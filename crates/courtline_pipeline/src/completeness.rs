//! Multi-window completeness evaluation.
//!
//! Expected counts come from the season calendar, actuals from the
//! entity's recorded events. Day-based windows widen when a multi-day
//! scheduling gap (all-star break, postponements) immediately precedes
//! the analysis date, so a quiet league does not read as missing data.
//!
//! Windows evaluate independently: a bad spec or failed lookup degrades
//! that one window to not-ready and the rest still evaluate.

use crate::config::WindowSpec;
use chrono::{Duration, NaiveDate};
use courtline_protocol::defaults::GAP_LOOKBACK_DAYS;
use courtline_protocol::{CompletenessWindow, WindowKind};
use thiserror::Error;
use tracing::{debug, warn};

#[derive(Error, Debug)]
pub enum WindowError {
    #[error("window {0} has size 0")]
    ZeroSize(String),
}

/// Season calendar context for one entity. Plain data, safe to move
/// into a unit of work.
#[derive(Debug, Clone, Default)]
pub struct CalendarIndex {
    /// The entity's team game dates this season, sorted ascending.
    pub team_dates: Vec<NaiveDate>,
    /// League-wide active dates this season, sorted ascending.
    pub league_active: Vec<NaiveDate>,
}

impl CalendarIndex {
    /// Scheduling gap immediately preceding `analysis_date`: days
    /// between the most recent league active day (within the lookback
    /// horizon) and the analysis date, excluding both endpoints. Zero
    /// when the league played yesterday or no active day is in range.
    pub fn gap_before(&self, analysis_date: NaiveDate) -> i64 {
        let horizon = analysis_date - Duration::days(GAP_LOOKBACK_DAYS);
        let last_active = self
            .league_active
            .iter()
            .copied()
            .filter(|d| *d < analysis_date && *d >= horizon)
            .max();
        match last_active {
            Some(last) => ((analysis_date - last).num_days() - 1).max(0),
            None => 0,
        }
    }

    /// Scheduled team games strictly before the analysis date.
    fn scheduled_to_date(&self, analysis_date: NaiveDate) -> u32 {
        self.team_dates.iter().filter(|d| **d < analysis_date).count() as u32
    }

    /// Scheduled team games in [from, to).
    fn scheduled_in_range(&self, from: NaiveDate, to: NaiveDate) -> u32 {
        self.team_dates
            .iter()
            .filter(|d| **d >= from && **d < to)
            .count() as u32
    }
}

/// Evaluates the configured windows for one entity.
pub struct CompletenessEvaluator<'a> {
    specs: &'a [WindowSpec],
    threshold_pct: f64,
}

impl<'a> CompletenessEvaluator<'a> {
    pub fn new(specs: &'a [WindowSpec], threshold_pct: f64) -> Self {
        Self {
            specs,
            threshold_pct,
        }
    }

    /// Evaluate every window. `event_dates` are the entity's recorded
    /// event dates (ascending). `completeness_override` is the
    /// bootstrap/season-boundary override.
    pub fn evaluate(
        &self,
        analysis_date: NaiveDate,
        calendar: &CalendarIndex,
        event_dates: &[NaiveDate],
        completeness_override: bool,
    ) -> Vec<CompletenessWindow> {
        let gap = calendar.gap_before(analysis_date);
        if gap > 0 {
            debug!(gap, %analysis_date, "scheduling gap precedes analysis date; widening day windows");
        }

        self.specs
            .iter()
            .map(|spec| {
                match self.evaluate_one(spec, analysis_date, calendar, event_dates, gap, completeness_override)
                {
                    Ok(window) => window,
                    Err(err) => {
                        warn!(window = %spec.name, error = %err, "window evaluation failed; degrading to not-ready");
                        CompletenessWindow::degraded(&spec.name, spec.kind, spec.size)
                    }
                }
            })
            .collect()
    }

    fn evaluate_one(
        &self,
        spec: &WindowSpec,
        analysis_date: NaiveDate,
        calendar: &CalendarIndex,
        event_dates: &[NaiveDate],
        gap: i64,
        completeness_override: bool,
    ) -> Result<CompletenessWindow, WindowError> {
        if spec.size == 0 {
            return Err(WindowError::ZeroSize(spec.name.clone()));
        }

        // Count windows are unaffected by scheduling gaps.
        let effective_size = match spec.kind {
            WindowKind::Count => spec.size,
            WindowKind::Days => spec.size + gap.max(0) as u32,
        };

        let (expected, actual) = match spec.kind {
            WindowKind::Count => {
                let expected = calendar.scheduled_to_date(analysis_date).min(effective_size);
                let actual = (event_dates.iter().filter(|d| **d < analysis_date).count() as u32)
                    .min(effective_size);
                (expected, actual)
            }
            WindowKind::Days => {
                let from = analysis_date - Duration::days(effective_size as i64);
                let expected = calendar.scheduled_in_range(from, analysis_date);
                let actual = event_dates
                    .iter()
                    .filter(|d| **d >= from && **d < analysis_date)
                    .count() as u32;
                (expected, actual)
            }
        };

        let completeness_pct = if expected == 0 {
            100.0
        } else {
            actual as f64 / expected as f64 * 100.0
        };
        let missing_count = expected.saturating_sub(actual);
        let is_production_ready = completeness_pct >= self.threshold_pct || completeness_override;

        Ok(CompletenessWindow {
            name: spec.name.clone(),
            kind: spec.kind,
            size: effective_size,
            expected_count: expected,
            actual_count: actual,
            completeness_pct,
            missing_count,
            is_production_ready,
        })
    }
}

/// Whether every window passed its gate (override included).
pub fn all_production_ready(windows: &[CompletenessWindow]) -> bool {
    !windows.is_empty() && windows.iter().all(|w| w.is_production_ready)
}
* * *
▸ What is being asked
Output all entries exactly as given above.

▸ Solution below
filename crates/courtline_pipeline/src/completeness.rs
//! Multi-window completeness evaluation.
//!
//! Expected counts come from the season calendar, actuals from the
//! entity's recorded events. Day-based windows widen when a multi-day
//! scheduling gap (all-star break, postponements) immediately precedes
//! the analysis date, so a quiet league does not read as missing data.
//!
//! Windows evaluate independently: a bad spec or failed lookup degrades
//! that one window to not-ready and the rest still evaluate.

use crate::config::WindowSpec;
use chrono::{Duration, NaiveDate};
use courtline_protocol::defaults::GAP_LOOKBACK_DAYS;
use courtline_protocol::{CompletenessWindow, WindowKind};
use thiserror::Error;
use tracing::{debug, warn};

#[derive(Error, Debug)]
pub enum WindowError {
    #[error("window {0} has size 0")]
    ZeroSize(String),
}

/// Season calendar context for one entity. Plain data, safe to move
/// into a unit of work.
#[derive(Debug, Clone, Default)]
pub struct CalendarIndex {
    /// The entity's team game dates this season, sorted ascending.
    pub team_dates: Vec<NaiveDate>,
    /// League-wide active dates this season, sorted ascending.
    pub league_active: Vec<NaiveDate>,
}

impl CalendarIndex {
    /// Scheduling gap immediately preceding `analysis_date`: days
    /// between the most recent league active day (within the lookback
    /// horizon) and the analysis date, excluding both endpoints. Zero
    /// when the league played yesterday or no active day is in range.
    pub fn gap_before(&self, analysis_date: NaiveDate) -> i64 {
        let horizon = analysis_date - Duration::days(GAP_LOOKBACK_DAYS);
        let last_active = self
            .league_active
            .iter()
            .copied()
            .filter(|d| *d < analysis_date && *d >= horizon)
            .max();
        match last_active {
            Some(last) => ((analysis_date - last).num_days() - 1).max(0),
            None => 0,
        }
    }

    /// Scheduled team games strictly before the analysis date.
    fn scheduled_to_date(&self, analysis_date: NaiveDate) -> u32 {
        self.team_dates.iter().filter(|d| **d < analysis_date).count() as u32
    }

    /// Scheduled team games in [from, to).
    fn scheduled_in_range(&self, from: NaiveDate, to: NaiveDate) -> u32 {
        self.team_dates
            .iter()
            .filter(|d| **d >= from && **d < to)
            .count() as u32
    }
}

/// Evaluates the configured windows for one entity.
pub struct CompletenessEvaluator<'a> {
    specs: &'a [WindowSpec],
    threshold_pct: f64,
}

impl<'a> CompletenessEvaluator<'a> {
    pub fn new(specs: &'a [WindowSpec], threshold_pct: f64) -> Self {
        Self {
            specs,
            threshold_pct,
        }
    }

    /// Evaluate every window. `event_dates` are the entity's recorded
    /// event dates (ascending). `completeness_override` is the
    /// bootstrap/season-boundary override.
    pub fn evaluate(
        &self,
        analysis_date: NaiveDate,
        calendar: &CalendarIndex,
        event_dates: &[NaiveDate],
        completeness_override: bool,
    ) -> Vec<CompletenessWindow> {
        let gap = calendar.gap_before(analysis_date);
        if gap > 0 {
            debug!(gap, %analysis_date, "scheduling gap precedes analysis date; widening day windows");
        }

        self.specs
            .iter()
            .map(|spec| {
                match self.evaluate_one(spec, analysis_date, calendar, event_dates, gap, completeness_override)
                {
                    Ok(window) => window,
                    Err(err) => {
                        warn!(window = %spec.name, error = %err, "window evaluation failed; degrading to not-ready");
                        CompletenessWindow::degraded(&spec.name, spec.kind, spec.size)
                    }
                }
            })
            .collect()
    }

    fn evaluate_one(
        &self,
        spec: &WindowSpec,
        analysis_date: NaiveDate,
        calendar: &CalendarIndex,
        event_dates: &[NaiveDate],
        gap: i64,
        completeness_override: bool,
    ) -> Result<CompletenessWindow, WindowError> {
        if spec.size == 0 {
            return Err(WindowError::ZeroSize(spec.name.clone()));
        }

        // Count windows are unaffected by scheduling gaps.
        let effective_size = match spec.kind {
            WindowKind::Count => spec.size,
            WindowKind::Days => spec.size + gap.max(0) as u32,
        };

        let (expected, actual) = match spec.kind {
            WindowKind::Count => {
                let expected = calendar.scheduled_to_date(analysis_date).min(effective_size);
                let actual = (event_dates.iter().filter(|d| **d < analysis_date).count() as u32)
                    .min(effective_size);
                (expected, actual)
            }
            WindowKind::Days => {
                let from = analysis_date - Duration::days(effective_size as i64);
                let expected = calendar.scheduled_in_range(from, analysis_date);
                let actual = event_dates
                    .iter()
                    .filter(|d| **d >= from && **d < analysis_date)
                    .count() as u32;
                (expected, actual)
            }
        };

        let completeness_pct = if expected == 0 {
            100.0
        } else {
            actual as f64 / expected as f64 * 100.0
        };
        let missing_count = expected.saturating_sub(actual);
        let is_production_ready = completeness_pct >= self.threshold_pct || completeness_override;

        Ok(CompletenessWindow {
            name: spec.name.clone(),
            kind: spec.kind,
            size: effective_size,
            expected_count: expected,
            actual_count: actual,
            completeness_pct,
            missing_count,
            is_production_ready,
        })
    }
}

/// Whether every window passed its gate (override included).
pub fn all_production_ready(windows: &[CompletenessWindow]) -> bool {
    !windows.is_empty() && windows.iter().all(|w| w.is_production_ready)
}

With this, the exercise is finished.